Provided data:
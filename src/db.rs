use std::{path::Path, time::Duration};

use anyhow::Context;
use mongodb::bson::doc;
use sqlx::{
    postgres::PgPoolOptions,
    sqlite::{SqliteConnectOptions, SqlitePoolOptions},
    PgPool, SqlitePool,
};
use tracing::info;

use crate::config::{DatabaseConfig, Driver};

/// Storage names for every persisted entity, all carrying the same prefix.
#[derive(Debug, Clone, PartialEq, Eq)]
pub struct TableNames {
    pub users: String,
    pub migrations: String,
}

impl TableNames {
    pub fn with_prefix(prefix: &str) -> Self {
        Self {
            users: format!("{prefix}users"),
            migrations: format!("{prefix}migrations"),
        }
    }
}

/// Relational pool for whichever SQL engine is configured.
#[derive(Debug, Clone)]
pub enum SqlPool {
    Sqlite(SqlitePool),
    Postgres(PgPool),
}

impl SqlPool {
    pub fn driver(&self) -> Driver {
        match self {
            SqlPool::Sqlite(_) => Driver::Sqlite,
            SqlPool::Postgres(_) => Driver::Postgres,
        }
    }
}

/// Runs the same expression against whichever pool variant is active. The
/// body is type-checked once per engine, so queries must be written in the
/// dialect subset both engines accept (`$N` placeholders, `RETURNING`).
#[macro_export]
macro_rules! on_pool {
    ($pool:expr, $p:ident => $body:expr) => {
        match $pool {
            $crate::db::SqlPool::Sqlite($p) => $body,
            $crate::db::SqlPool::Postgres($p) => $body,
        }
    };
}

#[derive(Debug, Clone)]
pub enum Backend {
    Relational(SqlPool),
    Document(mongodb::Database),
}

/// The single active backend handle plus the table naming it was opened with.
#[derive(Debug, Clone)]
pub struct Connection {
    backend: Backend,
    tables: TableNames,
}

impl Connection {
    pub async fn connect(cfg: &DatabaseConfig) -> anyhow::Result<Self> {
        let backend = match cfg.driver {
            Driver::Sqlite => Backend::Relational(SqlPool::Sqlite(connect_sqlite(cfg).await?)),
            Driver::Postgres => {
                Backend::Relational(SqlPool::Postgres(connect_postgres(cfg).await?))
            }
            Driver::Mongo => Backend::Document(connect_mongo(cfg).await?),
        };
        info!(driver = %cfg.driver, prefix = %cfg.table_prefix, "database connected");
        Ok(Self::from_backend(backend, &cfg.table_prefix))
    }

    pub fn from_backend(backend: Backend, table_prefix: &str) -> Self {
        Self {
            backend,
            tables: TableNames::with_prefix(table_prefix),
        }
    }

    pub fn backend(&self) -> &Backend {
        &self.backend
    }

    pub fn relational(&self) -> Option<&SqlPool> {
        match &self.backend {
            Backend::Relational(pool) => Some(pool),
            Backend::Document(_) => None,
        }
    }

    pub fn document(&self) -> Option<&mongodb::Database> {
        match &self.backend {
            Backend::Document(db) => Some(db),
            Backend::Relational(_) => None,
        }
    }

    pub fn tables(&self) -> &TableNames {
        &self.tables
    }

    pub fn driver(&self) -> Driver {
        match &self.backend {
            Backend::Relational(pool) => pool.driver(),
            Backend::Document(_) => Driver::Mongo,
        }
    }

    pub async fn health(&self) -> anyhow::Result<()> {
        match &self.backend {
            Backend::Relational(pool) => {
                on_pool!(pool, p => sqlx::query("SELECT 1").execute(p).await.map(|_| ()))
                    .context("relational ping")?;
            }
            Backend::Document(db) => {
                db.run_command(doc! { "ping": 1 })
                    .await
                    .context("mongo ping")?;
            }
        }
        Ok(())
    }

    pub async fn close(&self) {
        match &self.backend {
            Backend::Relational(pool) => on_pool!(pool, p => p.close().await),
            Backend::Document(db) => db.client().clone().shutdown().await,
        }
        info!("database connection closed");
    }
}

async fn connect_sqlite(cfg: &DatabaseConfig) -> anyhow::Result<SqlitePool> {
    if let Some(dir) = Path::new(&cfg.sqlite_path).parent() {
        if !dir.as_os_str().is_empty() {
            std::fs::create_dir_all(dir)
                .with_context(|| format!("create directory {}", dir.display()))?;
        }
    }
    let options = SqliteConnectOptions::new()
        .filename(&cfg.sqlite_path)
        .create_if_missing(true);

    // SQLite has a single writer; keep one connection so writes serialize.
    SqlitePoolOptions::new()
        .max_connections(1)
        .max_lifetime(Duration::from_secs(60 * 60))
        .connect_with(options)
        .await
        .context("connect to sqlite")
}

async fn connect_postgres(cfg: &DatabaseConfig) -> anyhow::Result<PgPool> {
    PgPoolOptions::new()
        .max_connections(cfg.max_connections)
        .max_lifetime(Duration::from_secs(5 * 60))
        .connect(&cfg.postgres.dsn())
        .await
        .context("connect to postgres")
}

async fn connect_mongo(cfg: &DatabaseConfig) -> anyhow::Result<mongodb::Database> {
    let client = mongodb::Client::with_uri_str(&cfg.mongo.uri)
        .await
        .context("connect to mongo")?;
    let db = client.database(&cfg.mongo.database);
    db.run_command(doc! { "ping": 1 })
        .await
        .context("ping mongo")?;
    Ok(db)
}

/// Single-connection in-memory SQLite used by unit tests across the crate.
#[cfg(test)]
pub async fn memory_connection(prefix: &str) -> Connection {
    let pool = SqlitePoolOptions::new()
        .max_connections(1)
        .idle_timeout(None)
        .max_lifetime(None)
        .connect("sqlite::memory:")
        .await
        .expect("in-memory sqlite");
    Connection::from_backend(Backend::Relational(SqlPool::Sqlite(pool)), prefix)
}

The task: Scan the material above for the string "async" and report each line where you find it.

Answer to the problem:
    pub async fn connect(cfg: &DatabaseConfig) -> anyhow::Result<Self> {
    pub async fn health(&self) -> anyhow::Result<()> {
    pub async fn close(&self) {
async fn connect_sqlite(cfg: &DatabaseConfig) -> anyhow::Result<SqlitePool> {
async fn connect_postgres(cfg: &DatabaseConfig) -> anyhow::Result<PgPool> {
async fn connect_mongo(cfg: &DatabaseConfig) -> anyhow::Result<mongodb::Database> {
pub async fn memory_connection(prefix: &str) -> Connection {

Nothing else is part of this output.